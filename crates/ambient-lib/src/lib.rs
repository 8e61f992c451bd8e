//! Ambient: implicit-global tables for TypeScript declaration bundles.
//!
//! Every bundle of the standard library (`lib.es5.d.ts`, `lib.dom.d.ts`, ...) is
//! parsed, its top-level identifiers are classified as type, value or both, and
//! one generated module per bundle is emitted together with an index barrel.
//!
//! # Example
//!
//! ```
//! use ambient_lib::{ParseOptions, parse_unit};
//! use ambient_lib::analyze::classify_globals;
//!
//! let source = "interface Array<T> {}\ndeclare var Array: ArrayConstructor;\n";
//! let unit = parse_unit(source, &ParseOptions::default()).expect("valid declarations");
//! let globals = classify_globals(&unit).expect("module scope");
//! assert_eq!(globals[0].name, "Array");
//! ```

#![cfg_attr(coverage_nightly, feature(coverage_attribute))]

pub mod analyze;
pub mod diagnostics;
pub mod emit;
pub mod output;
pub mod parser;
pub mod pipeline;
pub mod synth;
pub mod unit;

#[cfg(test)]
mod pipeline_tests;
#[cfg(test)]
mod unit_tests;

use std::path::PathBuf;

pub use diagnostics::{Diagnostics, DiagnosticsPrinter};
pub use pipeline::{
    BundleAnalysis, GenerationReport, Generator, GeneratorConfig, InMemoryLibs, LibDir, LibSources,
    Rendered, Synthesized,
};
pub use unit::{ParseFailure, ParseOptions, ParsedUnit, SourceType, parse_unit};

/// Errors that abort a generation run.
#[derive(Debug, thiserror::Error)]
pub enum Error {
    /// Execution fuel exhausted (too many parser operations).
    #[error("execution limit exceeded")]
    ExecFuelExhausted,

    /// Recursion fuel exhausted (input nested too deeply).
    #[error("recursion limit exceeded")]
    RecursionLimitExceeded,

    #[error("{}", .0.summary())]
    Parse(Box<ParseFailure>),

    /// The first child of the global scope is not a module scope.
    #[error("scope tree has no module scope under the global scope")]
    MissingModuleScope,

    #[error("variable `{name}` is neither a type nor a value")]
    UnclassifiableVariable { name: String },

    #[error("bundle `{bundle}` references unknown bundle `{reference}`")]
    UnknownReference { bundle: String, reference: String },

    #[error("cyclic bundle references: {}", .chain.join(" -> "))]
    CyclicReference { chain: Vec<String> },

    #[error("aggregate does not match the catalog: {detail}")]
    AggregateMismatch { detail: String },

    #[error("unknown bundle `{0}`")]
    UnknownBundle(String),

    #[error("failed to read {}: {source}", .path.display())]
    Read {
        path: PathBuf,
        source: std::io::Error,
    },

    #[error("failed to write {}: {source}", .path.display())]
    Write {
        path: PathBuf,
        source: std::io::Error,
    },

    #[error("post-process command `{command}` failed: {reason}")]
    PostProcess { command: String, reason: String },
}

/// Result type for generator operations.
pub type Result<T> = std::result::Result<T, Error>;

* * * * * * *

The task calls for all the records above to be repeated exactly.

filename crates/ambient-lib/src/lib.rs
repository 8e61f992c451bd8e
//! Ambient: implicit-global tables for TypeScript declaration bundles.
//!
//! Every bundle of the standard library (`lib.es5.d.ts`, `lib.dom.d.ts`, ...) is
//! parsed, its top-level identifiers are classified as type, value or both, and
//! one generated module per bundle is emitted together with an index barrel.
//!
//! # Example
//!
//! ```
//! use ambient_lib::{ParseOptions, parse_unit};
//! use ambient_lib::analyze::classify_globals;
//!
//! let source = "interface Array<T> {}\ndeclare var Array: ArrayConstructor;\n";
//! let unit = parse_unit(source, &ParseOptions::default()).expect("valid declarations");
//! let globals = classify_globals(&unit).expect("module scope");
//! assert_eq!(globals[0].name, "Array");
//! ```

#![cfg_attr(coverage_nightly, feature(coverage_attribute))]

pub mod analyze;
pub mod diagnostics;
pub mod emit;
pub mod output;
pub mod parser;
pub mod pipeline;
pub mod synth;
pub mod unit;

#[cfg(test)]
mod pipeline_tests;
#[cfg(test)]
mod unit_tests;

use std::path::PathBuf;

pub use diagnostics::{Diagnostics, DiagnosticsPrinter};
pub use pipeline::{
    BundleAnalysis, GenerationReport, Generator, GeneratorConfig, InMemoryLibs, LibDir, LibSources,
    Rendered, Synthesized,
};
pub use unit::{ParseFailure, ParseOptions, ParsedUnit, SourceType, parse_unit};

/// Errors that abort a generation run.
#[derive(Debug, thiserror::Error)]
pub enum Error {
    /// Execution fuel exhausted (too many parser operations).
    #[error("execution limit exceeded")]
    ExecFuelExhausted,

    /// Recursion fuel exhausted (input nested too deeply).
    #[error("recursion limit exceeded")]
    RecursionLimitExceeded,

    #[error("{}", .0.summary())]
    Parse(Box<ParseFailure>),

    /// The first child of the global scope is not a module scope.
    #[error("scope tree has no module scope under the global scope")]
    MissingModuleScope,

    #[error("variable `{name}` is neither a type nor a value")]
    UnclassifiableVariable { name: String },

    #[error("bundle `{bundle}` references unknown bundle `{reference}`")]
    UnknownReference { bundle: String, reference: String },

    #[error("cyclic bundle references: {}", .chain.join(" -> "))]
    CyclicReference { chain: Vec<String> },

    #[error("aggregate does not match the catalog: {detail}")]
    AggregateMismatch { detail: String },

    #[error("unknown bundle `{0}`")]
    UnknownBundle(String),

    #[error("failed to read {}: {source}", .path.display())]
    Read {
        path: PathBuf,
        source: std::io::Error,
    },

    #[error("failed to write {}: {source}", .path.display())]
    Write {
        path: PathBuf,
        source: std::io::Error,
    },

    #[error("post-process command `{command}` failed: {reason}")]
    PostProcess { command: String, reason: String },
}

/// Result type for generator operations.
pub type Result<T> = std::result::Result<T, Error>;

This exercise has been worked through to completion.